//! Dump command implementation
//!
//! Print the target state as JSON, TOML or YAML.

use clap::Args;
use hearth_engine::ApplyOptions;
use hearth_engine::format::{self, Format};
use hearth_engine::persistent::MockPersistentState;
use hearth_engine::system::DumpSystem;
use std::io::Write;
use std::path::PathBuf;

use crate::command::Command;
use crate::common::{FilterArgs, RuntimeContext};
use crate::error::{CommandError, Result};

/// Print the target state
#[derive(Debug, Clone, Args)]
pub struct DumpCommand {
    /// Targets to dump (all if not specified)
    #[arg(value_name = "FILES")]
    pub files: Vec<PathBuf>,

    /// Output format: json, toml or yaml
    #[arg(short, long, default_value = "json")]
    pub format: String,

    #[command(flatten)]
    pub filter: FilterArgs,
}

/// Look up a `--format` value
pub fn output_format(name: &str) -> Result<Box<dyn Format>> {
    format::from_name(name).ok_or_else(|| CommandError::UnknownFormat(name.to_string()))
}

impl DumpCommand {
    /// The serialized target state
    pub fn render(&self, context: &RuntimeContext) -> Result<Vec<u8>> {
        let format = output_format(&self.format)?;
        let system = context.read_only_system();
        let state = context.read_source_state(&system)?;
        let targets = context.selected_targets(&state, &self.files)?;

        let mut options = ApplyOptions::new(context.umask);
        options.filter = self.filter.filter()?;

        // a fresh state so that every script is included
        let persistent = MockPersistentState::new();
        let dump = DumpSystem::new(context.dest_dir().clone());
        state.apply_all(&dump, &persistent, &targets, &mut options)?;

        let value = serde_json::to_value(dump.into_entries()).map_err(anyhow::Error::from)?;
        Ok(format.marshal(&value)?)
    }
}

impl Command for DumpCommand {
    type Output = ();

    fn execute(&self, context: &RuntimeContext) -> Result<()> {
        let out = self.render(context)?;
        std::io::stdout().lock().write_all(&out)?;
        Ok(())
    }
}
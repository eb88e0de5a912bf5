//! Type-safe path types
//!
//! This module provides three distinct path types using the newtype pattern:
//!
//! - [`AbsPath`]: Absolute filesystem paths, lexically cleaned
//! - [`RelPath`]: Target-relative paths, always forward-slash separated
//! - [`SourceRelPath`]: Source-relative paths carrying the attribute-encoded names
//!
//! Relative paths are stored as normalized strings: no leading or trailing
//! slash, no empty or `.` segments, and no `..` segments. They are the keys of
//! the target state, so two spellings of one path always compare equal.
//!
//! # Examples
//!
//! ```
//! use hearth_core::path::{AbsPath, RelPath};
//!
//! # fn main() -> Result<(), Box<dyn std::error::Error>> {
//! let home = AbsPath::new("/home/user".into())?;
//! let config = RelPath::new(".config//nvim/./init.lua")?;
//!
//! let nvim_config = home.join(&config);
//! assert_eq!(nvim_config.to_string(), "/home/user/.config/nvim/init.lua");
//! # Ok(())
//! # }
//! ```

use crate::error::{Error, Result};
use serde::{Deserialize, Serialize};
use std::fmt;
use std::path::{Component, Path, PathBuf};
use std::sync::Arc;

/// An absolute path on the filesystem
///
/// `.` segments are dropped and `..` segments are resolved lexically on
/// construction.
///
/// # Examples
///
/// ```
/// use hearth_core::path::AbsPath;
///
/// # fn main() -> Result<(), Box<dyn std::error::Error>> {
/// let abs = AbsPath::new("/home/user/../other/./x".into())?;
/// assert_eq!(abs.as_path(), std::path::Path::new("/home/other/x"));
///
/// assert!(AbsPath::new("relative/path".into()).is_err());
/// # Ok(())
/// # }
/// ```
#[derive(Debug, Clone, PartialEq, Eq, PartialOrd, Ord, Hash, Serialize, Deserialize)]
pub struct AbsPath(PathBuf);

impl AbsPath {
    /// Create a new `AbsPath` from a `PathBuf`
    ///
    /// # Errors
    ///
    /// Returns an error if the path is not absolute.
    pub fn new(path: PathBuf) -> Result<Self> {
        if !path.is_absolute() {
            return Err(Error::PathNotAbsolute { path });
        }
        let mut clean = PathBuf::new();
        for component in path.components() {
            match component {
                Component::CurDir => {}
                Component::ParentDir => {
                    clean.pop();
                }
                other => clean.push(other.as_os_str()),
            }
        }
        Ok(AbsPath(clean))
    }

    /// Create a new `AbsPath` from a reference to a `Path`
    ///
    /// # Errors
    ///
    /// Returns an error if the path is not absolute.
    pub fn from_path(path: &Path) -> Result<Self> {
        Self::new(path.to_path_buf())
    }

    /// Get the underlying `Path`
    pub fn as_path(&self) -> &Path {
        &self.0
    }

    /// Convert to a `PathBuf`
    pub fn into_path_buf(self) -> PathBuf {
        self.0
    }

    /// Join with a relative path to create a new absolute path
    ///
    /// An empty relative path returns `self` unchanged.
    pub fn join(&self, rel: &RelPath) -> Self {
        if rel.is_empty() {
            return self.clone();
        }
        AbsPath(self.0.join(rel.as_str()))
    }

    /// Join with a single file name or a slash-separated relative string
    pub fn join_str(&self, rel: &str) -> Self {
        match RelPath::new(rel) {
            Ok(rel) => self.join(&rel),
            Err(_) => self.clone(),
        }
    }

    /// Get the parent directory
    ///
    /// Returns `None` if this is the root directory.
    pub fn parent(&self) -> Option<Self> {
        self.0.parent().map(|p| AbsPath(p.to_path_buf()))
    }

    /// Strip a base directory prefix to get a relative path
    ///
    /// # Errors
    ///
    /// Returns an error if `self` is not under `base`.
    ///
    /// # Examples
    ///
    /// ```
    /// use hearth_core::path::AbsPath;
    ///
    /// # fn main() -> Result<(), Box<dyn std::error::Error>> {
    /// let home = AbsPath::new("/home/user".into())?;
    /// let file = AbsPath::new("/home/user/.config/git".into())?;
    /// assert_eq!(file.strip_prefix(&home)?.as_str(), ".config/git");
    /// assert!(home.strip_prefix(&file).is_err());
    /// # Ok(())
    /// # }
    /// ```
    pub fn strip_prefix(&self, base: &AbsPath) -> Result<RelPath> {
        let invalid = || Error::InvalidPathPrefix {
            path: Arc::new(self.as_path().to_path_buf()),
            base: Arc::new(base.as_path().to_path_buf()),
        };
        let rel = self.0.strip_prefix(&base.0).map_err(|_| invalid())?;
        RelPath::from_path(rel).map_err(|_| invalid())
    }

    /// Get the file name
    pub fn file_name(&self) -> Option<&str> {
        self.0.file_name().and_then(|s| s.to_str())
    }

    /// The path as a forward-slash string, used as a persistent-state key
    pub fn to_slash(&self) -> String {
        self.0.to_string_lossy().replace('\\', "/")
    }
}

impl AsRef<Path> for AbsPath {
    fn as_ref(&self) -> &Path {
        &self.0
    }
}

fn normalize(raw: &str) -> Result<String> {
    if raw.starts_with('/') {
        return Err(Error::PathNotRelative {
            path: PathBuf::from(raw),
        });
    }
    let mut out = String::with_capacity(raw.len());
    for segment in raw.split(['/', '\\']) {
        match segment {
            "" | "." => {}
            ".." => return Err(Error::Path(format!("{raw}: parent segments are not allowed"))),
            segment => {
                if !out.is_empty() {
                    out.push('/');
                }
                out.push_str(segment);
            }
        }
    }
    Ok(out)
}

macro_rules! rel_path_type {
    ($(#[$meta:meta])* $name:ident) => {
        $(#[$meta])*
        #[derive(Debug, Clone, Default, PartialEq, Eq, PartialOrd, Ord, Hash, Serialize, Deserialize)]
        #[serde(try_from = "String", into = "String")]
        pub struct $name(String);

        impl $name {
            /// Create a normalized relative path
            ///
            /// # Errors
            ///
            /// Returns an error if the path is absolute or contains `..`.
            pub fn new(path: impl AsRef<str>) -> Result<Self> {
                normalize(path.as_ref()).map($name)
            }

            /// Create from a filesystem path
            ///
            /// # Errors
            ///
            /// Returns an error if the path is absolute, contains `..`,
            /// or is not valid UTF-8.
            pub fn from_path(path: &Path) -> Result<Self> {
                let s = path
                    .to_str()
                    .ok_or_else(|| Error::Path(format!("{}: not valid UTF-8", path.display())))?;
                Self::new(s)
            }

            /// The empty path, naming the root of its tree
            pub fn empty() -> Self {
                $name(String::new())
            }

            /// Whether this path names the root of its tree
            pub fn is_empty(&self) -> bool {
                self.0.is_empty()
            }

            /// Forward-slash string form
            pub fn as_str(&self) -> &str {
                &self.0
            }

            /// Borrow as a filesystem path
            pub fn as_path(&self) -> &Path {
                Path::new(&self.0)
            }

            /// Join with another relative path
            pub fn join(&self, other: &$name) -> Self {
                self.join_str(&other.0)
            }

            /// Append a single, already-normalized name
            pub fn join_str(&self, name: &str) -> Self {
                match (self.0.is_empty(), name.is_empty()) {
                    (_, true) => self.clone(),
                    (true, false) => $name(name.to_string()),
                    (false, false) => $name(format!("{}/{}", self.0, name)),
                }
            }

            /// Get the parent directory
            ///
            /// Returns `None` for the empty path. A single component path
            /// has the empty path as its parent.
            pub fn parent(&self) -> Option<Self> {
                if self.0.is_empty() {
                    return None;
                }
                Some(match self.0.rfind('/') {
                    Some(i) => $name(self.0[..i].to_string()),
                    None => $name::empty(),
                })
            }

            /// Get the last component
            pub fn file_name(&self) -> Option<&str> {
                if self.0.is_empty() {
                    return None;
                }
                Some(self.0.rsplit('/').next().unwrap_or(&self.0))
            }

            /// Iterate over components
            pub fn components(&self) -> impl Iterator<Item = &str> {
                self.0.split('/').filter(|s| !s.is_empty())
            }

            /// Number of components
            pub fn depth(&self) -> usize {
                self.components().count()
            }

            /// Whether `self` is `prefix` or lies below it
            pub fn starts_with(&self, prefix: &$name) -> bool {
                prefix.0.is_empty()
                    || self.0 == prefix.0
                    || (self.0.starts_with(&prefix.0)
                        && self.0.as_bytes().get(prefix.0.len()) == Some(&b'/'))
            }
        }

        impl TryFrom<String> for $name {
            type Error = Error;

            fn try_from(s: String) -> Result<Self> {
                Self::new(s)
            }
        }

        impl From<$name> for String {
            fn from(p: $name) -> String {
                p.0
            }
        }

        impl fmt::Display for $name {
            fn fmt(&self, f: &mut fmt::Formatter<'_>) -> fmt::Result {
                f.write_str(&self.0)
            }
        }
    };
}

rel_path_type!(
    /// A path relative to the destination directory
    ///
    /// Target state is keyed by `RelPath`.
    ///
    /// # Examples
    ///
    /// ```
    /// use hearth_core::path::RelPath;
    ///
    /// # fn main() -> Result<(), Box<dyn std::error::Error>> {
    /// let rel = RelPath::new(".config/nvim/init.lua")?;
    /// assert_eq!(rel.file_name(), Some("init.lua"));
    /// assert_eq!(rel.parent().unwrap().as_str(), ".config/nvim");
    /// assert!(RelPath::new("../escape").is_err());
    /// # Ok(())
    /// # }
    /// ```
    RelPath
);

rel_path_type!(
    /// A path relative to the source directory with encoded attributes
    ///
    /// Names look like `private_dot_ssh/encrypted_private_id_ed25519.age`.
    SourceRelPath
);

impl RelPath {
    /// Reinterpret as a source-relative path without re-encoding
    pub fn to_source(&self) -> SourceRelPath {
        SourceRelPath(self.0.clone())
    }
}

impl SourceRelPath {
    /// Reinterpret as a plain relative path without decoding
    pub fn to_rel_path(&self) -> RelPath {
        RelPath(self.0.clone())
    }
}

impl fmt::Display for AbsPath {
    fn fmt(&self, f: &mut fmt::Formatter<'_>) -> fmt::Result {
        write!(f, "{}", self.0.display())
    }
}
//! Entries of the source state

use super::actual::ActualStateEntry;
use super::target::{TargetStateEntry, is_empty};
use crate::attr::{DirAttr, FileAttr, SourceFileType};
use crate::error::{Error, Result};
use crate::lazy::{LazyContents, LazyLinkname};
use crate::system::{Cmd, System};
use hearth_core::path::{AbsPath, RelPath, SourceRelPath};
use std::io::Write;

/// One entry of the source state, keyed by its target path
#[derive(Debug, Clone)]
pub enum SourceStateEntry {
    /// A source directory
    Dir {
        /// Where it lives in the source tree
        source_rel_path: SourceRelPath,
        /// Decoded attributes
        attr: DirAttr,
    },
    /// A source file of any type
    File {
        /// Where it lives in the source tree
        source_rel_path: SourceRelPath,
        /// Decoded attributes
        attr: FileAttr,
        /// Decrypted and rendered contents
        contents: LazyContents,
    },
    /// A deliberate absence from `.chezmoiremove` or an exact directory
    Remove {
        /// The control file or exact directory that caused it
        source_rel_path: Option<SourceRelPath>,
    },
    /// A source directory whose encoding changed, renamed in place
    RenameDir {
        /// Current source location
        old_source_rel_path: SourceRelPath,
        /// New source location
        new_source_rel_path: SourceRelPath,
    },
}

impl SourceStateEntry {
    /// Where this entry lives in the source tree
    pub fn source_rel_path(&self) -> Option<&SourceRelPath> {
        match self {
            SourceStateEntry::Dir { source_rel_path, .. } | SourceStateEntry::File { source_rel_path, .. } => {
                Some(source_rel_path)
            }
            SourceStateEntry::Remove { source_rel_path } => source_rel_path.as_ref(),
            SourceStateEntry::RenameDir {
                new_source_rel_path, ..
            } => Some(new_source_rel_path),
        }
    }

    /// Apply order: `before_` scripts first, `after_` scripts last
    pub fn order(&self) -> i32 {
        match self {
            SourceStateEntry::File { attr, .. } => attr.order,
            _ => 0,
        }
    }

    /// Force lazy contents, surfacing any deferred error
    pub fn evaluate(&self) -> Result<()> {
        match self {
            SourceStateEntry::File { contents, .. } => contents.evaluate(),
            _ => Ok(()),
        }
    }

    /// Derive the desired state of `target_rel`, found at `target_abs`
    ///
    /// `modify_` entries read the current contents through `dest_system` and
    /// run the modifier immediately.
    pub fn target_state_entry(
        &self,
        dest_system: &dyn System,
        source_dir: &AbsPath,
        target_rel: &RelPath,
        target_abs: &AbsPath,
    ) -> Result<TargetStateEntry> {
        match self {
            // remove_ directories are only removed after apply, once empty
            SourceStateEntry::Dir { attr, .. } => Ok(TargetStateEntry::Dir { perm: attr.perm() }),
            SourceStateEntry::Remove { .. } => Ok(TargetStateEntry::Absent),
            SourceStateEntry::RenameDir {
                old_source_rel_path, ..
            } => Ok(TargetStateEntry::RenameDir {
                old_abs: source_dir.join_str(old_source_rel_path.as_str()),
            }),
            SourceStateEntry::File {
                source_rel_path,
                attr,
                contents,
            } => Ok(match attr.kind {
                SourceFileType::File => TargetStateEntry::File {
                    perm: attr.perm(),
                    contents: contents.clone(),
                    empty: attr.empty,
                },
                SourceFileType::Create => TargetStateEntry::Present {
                    perm: attr.perm(),
                    contents: contents.clone(),
                },
                SourceFileType::Remove => TargetStateEntry::Absent,
                SourceFileType::Script => TargetStateEntry::Script {
                    name: target_rel.clone(),
                    contents: contents.clone(),
                    condition: attr.condition,
                },
                SourceFileType::Symlink => TargetStateEntry::Symlink {
                    linkname: LazyLinkname::from_contents(contents),
                },
                SourceFileType::Modify => {
                    let current = match ActualStateEntry::read(dest_system, target_abs)? {
                        ActualStateEntry::File { contents, .. } => contents.contents()?.to_vec(),
                        _ => Vec::new(),
                    };
                    let modified = modify(dest_system, source_rel_path, &contents.contents()?, current)
                        .map_err(|e| e.context(format!("{source_rel_path}: modify")))?;
                    TargetStateEntry::File {
                        perm: attr.perm(),
                        contents: LazyContents::from_bytes(modified),
                        empty: true,
                    }
                }
            }),
        }
    }
}

/// Run `modifier` with `current` on stdin and return its stdout
///
/// A modifier that is only whitespace leaves the contents unchanged.
fn modify(system: &dyn System, name: &SourceRelPath, modifier: &[u8], current: Vec<u8>) -> Result<Vec<u8>> {
    if is_empty(modifier) {
        return Ok(current);
    }
    let io_err = |source: std::io::Error| Error::Command {
        command: name.to_string(),
        source,
    };
    let mut file = tempfile::Builder::new()
        .prefix("hearth-modify-")
        .tempfile()
        .map_err(io_err)?;
    file.write_all(modifier).map_err(io_err)?;
    file.flush().map_err(io_err)?;
    let script = file.into_temp_path();
    #[cfg(unix)]
    {
        use std::os::unix::fs::PermissionsExt;
        std::fs::set_permissions(&script, std::fs::Permissions::from_mode(0o700)).map_err(io_err)?;
    }
    let cmd = Cmd::new(script.to_string_lossy()).stdin(current);
    system.idempotent_cmd_output(&cmd)
}
//! Logging decorator for any encryption backend

use hearth_core::{Encryption, Result};
use std::path::Path;
use tracing::debug;

/// Logs every call to the wrapped backend and its outcome
#[derive(Debug)]
pub struct DebugEncryption<E> {
    inner: E,
}

impl<E: Encryption> DebugEncryption<E> {
    /// Wrap `inner`
    pub fn new(inner: E) -> Self {
        Self { inner }
    }

    /// The wrapped backend
    pub fn into_inner(self) -> E {
        self.inner
    }
}

fn log<T>(op: &str, len: usize, result: &Result<T>) {
    match result {
        Ok(_) => debug!(op, len, "ok"),
        Err(e) => debug!(op, len, error = %e, "failed"),
    }
}

impl<E: Encryption> Encryption for DebugEncryption<E> {
    fn encrypt(&self, plaintext: &[u8]) -> Result<Vec<u8>> {
        let result = self.inner.encrypt(plaintext);
        log("encrypt", plaintext.len(), &result);
        result
    }

    fn decrypt(&self, ciphertext: &[u8]) -> Result<Vec<u8>> {
        let result = self.inner.decrypt(ciphertext);
        log("decrypt", ciphertext.len(), &result);
        result
    }

    fn encrypt_file(&self, path: &Path) -> Result<Vec<u8>> {
        let result = self.inner.encrypt_file(path);
        debug!(op = "encrypt_file", path = %path.display(), ok = result.is_ok());
        result
    }

    fn decrypt_file(&self, path: &Path) -> Result<()> {
        let result = self.inner.decrypt_file(path);
        debug!(op = "decrypt_file", path = %path.display(), ok = result.is_ok());
        result
    }

    fn encrypted_suffix(&self) -> &str {
        self.inner.encrypted_suffix()
    }
}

Task description - Show the lines of the material that contain the word "modified".

Result for this task -
                    let modified = modify(dest_system, source_rel_path, &contents.contents()?, current)
                        contents: LazyContents::from_bytes(modified),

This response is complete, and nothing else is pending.